Twenty-two States already have equal pay laws on their books, but discrimination is still widespread. In one recent survey of employers, about a third admitted they had separate pay scales for male and female office workers. Since the Fair Labor Standards Act and Equal Pay Act do not cover all workers, and the law does not deal with equal pay for comparable work, and does not ban any form of gender bias by an employer except in regard to salary, the battle for total equality and equal opportunity in the workplace is not yet over. But womens groups justifiably hailed todays development as a major advance toward workplace equality for women.

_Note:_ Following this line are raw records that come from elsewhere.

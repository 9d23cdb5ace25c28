//! Shared serialization/deserialization utilities for configuration
//!
//! This module provides common serde helpers used across configuration types.

/// Helper module for Duration serialization as seconds
///
/// This module serializes `std::time::Duration` as a u64 representing seconds,
/// which is more human-readable in TOML/JSON configuration files.
///
/// # Example
///
/// ```ignore
/// use std::time::Duration;
/// use serde::{Deserialize, Serialize};
///
/// #[derive(Serialize, Deserialize)]
/// struct Config {
///     #[serde(with = "jr_core::config::serde_utils::duration_secs")]
///     timeout: Duration,
/// }
/// ```
pub mod duration_secs {
    use serde::{self, Deserialize, Deserializer, Serializer};
    use std::time::Duration;

    /// Serialize a Duration as seconds (u64)
    pub fn serialize<S>(duration: &Duration, serializer: S) -> Result<S::Ok, S::Error>
    where
        S: Serializer,
    {
        serializer.serialize_u64(duration.as_secs())
    }

    /// Deserialize a Duration from seconds (u64)
    pub fn deserialize<'de, D>(deserializer: D) -> Result<Duration, D::Error>
    where
        D: Deserializer<'de>,
    {
        let secs = u64::deserialize(deserializer)?;
        Ok(Duration::from_secs(secs))
    }
}

/// Helper module for Duration serialization as milliseconds
///
/// Used for the short settle and rate-limit delays, which are sub-second
/// in tests.
pub mod duration_millis {
    use serde::{self, Deserialize, Deserializer, Serializer};
    use std::time::Duration;

    /// Serialize a Duration as milliseconds (u64)
    pub fn serialize<S>(duration: &Duration, serializer: S) -> Result<S::Ok, S::Error>
    where
        S: Serializer,
    {
        serializer.serialize_u64(duration.as_millis() as u64)
    }

    /// Deserialize a Duration from milliseconds (u64)
    pub fn deserialize<'de, D>(deserializer: D) -> Result<Duration, D::Error>
    where
        D: Deserializer<'de>,
    {
        let millis = u64::deserialize(deserializer)?;
        Ok(Duration::from_millis(millis))
    }
}
//! Double-hop WebSocket relay

mod connector;
mod faults;
mod session;

pub use connector::{ForwardHeaders, Scheme, TargetConnector, WsConnector};
pub use faults::CloseReasons;
pub use session::RelaySession;

use jr_core::Registry;

pub(crate) const MODULE: &str = "relay";

/// Heartbeat-swept index of live relays
pub type RelayRegistry = Registry<RelaySession>;
//! Values produced by the rule reader and consumed by the entity writer.
//!
//! A [`Value`] is the only currency between [`crate::reader`] and
//! [`crate::writer`]. List-shaped values carry the [`MergePolicy`] the writer
//! must apply when the destination array already exists.

use indexmap::IndexMap;
use serde::{Deserialize, Serialize};

/// One destination object of a repeated group, keyed by path relative to the group root.
pub type RepeatableItem = IndexMap<String, Value>;

/// Conflict-resolution strategy for writing into an existing array.
///
/// Only meaningful for [`Value::List`] and [`Value::Repeatable`]; scalar
/// writes always overwrite.
#[derive(Debug, Clone, Copy, PartialEq, Eq, Hash, Default, Serialize, Deserialize)]
#[serde(rename_all = "SCREAMING_SNAKE_CASE")]
pub enum MergePolicy {
    /// Append incoming elements after the existing ones.
    #[default]
    ExtendExisting,
    /// Replace the existing array wholesale.
    ExchangeExisting,
    /// Remove the existing array.
    DeleteExisting,
    /// Remove every existing element equal to an incoming element.
    DeleteIncoming,
}

/// Result of evaluating one mapping rule.
#[derive(Debug, Clone, PartialEq, Default)]
pub enum Value {
    /// No data produced.
    #[default]
    Missing,
    /// A single string. When `removal` is set the destination field is deleted instead.
    Str {
        /// Text to assign.
        text: String,
        /// Marks the destination for deletion.
        removal: bool,
    },
    /// Ordered strings destined for an array path.
    List {
        /// Elements in evaluation order.
        items: Vec<String>,
        /// Merge policy for an existing array.
        policy: MergePolicy,
    },
    /// A boolean leaf.
    Bool(bool),
    /// Objects of a repeated group destined for an array-of-objects path.
    Repeatable {
        /// One entry per destination object.
        items: Vec<RepeatableItem>,
        /// Merge policy for an existing array.
        policy: MergePolicy,
        /// Destination path of the group, e.g. `holdings.holdingsStatements[]`.
        root_path: String,
    },
}

impl Value {
    /// Create a plain string value.
    #[must_use]
    pub fn string(text: impl Into<String>) -> Self {
        Value::Str {
            text: text.into(),
            removal: false,
        }
    }

    /// Create a deletion marker.
    #[must_use]
    pub fn removal() -> Self {
        Value::Str {
            text: String::new(),
            removal: true,
        }
    }

    /// Create a list value.
    #[must_use]
    pub fn list<I, S>(items: I, policy: MergePolicy) -> Self
    where
        I: IntoIterator<Item = S>,
        S: Into<String>,
    {
        Value::List {
            items: items.into_iter().map(Into::into).collect(),
            policy,
        }
    }

    /// Create a repeatable value.
    #[must_use]
    pub fn repeatable(
        items: Vec<RepeatableItem>,
        policy: MergePolicy,
        root_path: impl Into<String>,
    ) -> Self {
        Value::Repeatable {
            items,
            policy,
            root_path: root_path.into(),
        }
    }

    /// Whether this value writes nothing.
    ///
    /// Blank strings count as missing unless they are deletion markers.
    #[must_use]
    pub fn is_missing(&self) -> bool {
        match self {
            Value::Missing => true,
            Value::Str { text, removal } => !removal && text.trim().is_empty(),
            Value::List { .. } | Value::Bool(_) | Value::Repeatable { .. } => false,
        }
    }

    /// Whether this value targets an array path.
    #[must_use]
    pub const fn is_array_kind(&self) -> bool {
        matches!(self, Value::List { .. } | Value::Repeatable { .. })
    }

    /// Merge policy carried by list-shaped values.
    #[must_use]
    pub const fn policy(&self) -> Option<MergePolicy> {
        match self {
            Value::List { policy, .. } | Value::Repeatable { policy, .. } => Some(*policy),
            Value::Missing | Value::Str { .. } | Value::Bool(_) => None,
        }
    }

    /// Short variant name for log and error messages.
    #[must_use]
    pub const fn kind(&self) -> &'static str {
        match self {
            Value::Missing => "missing",
            Value::Str { .. } => "string",
            Value::List { .. } => "list",
            Value::Bool(_) => "boolean",
            Value::Repeatable { .. } => "repeatable",
        }
    }
}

President Kennedy told those who were invited to the White House to witness the signing of the bill:
I am delighted today to approve the Equal Pay Act of 1963, which prohibits arbitrary discrimination against women in the payment of wages. This act represents many years of effort by labor, management, and several private organizations unassociated with labor or management, to call attention to the unconscionable practice of paying female employees less wages than male employees for the same job. This measure adds to our laws another structure basic to democracy. It will add protection at the working place to the women, the same rights at the working place in a sense that they have enjoyed at the polling place.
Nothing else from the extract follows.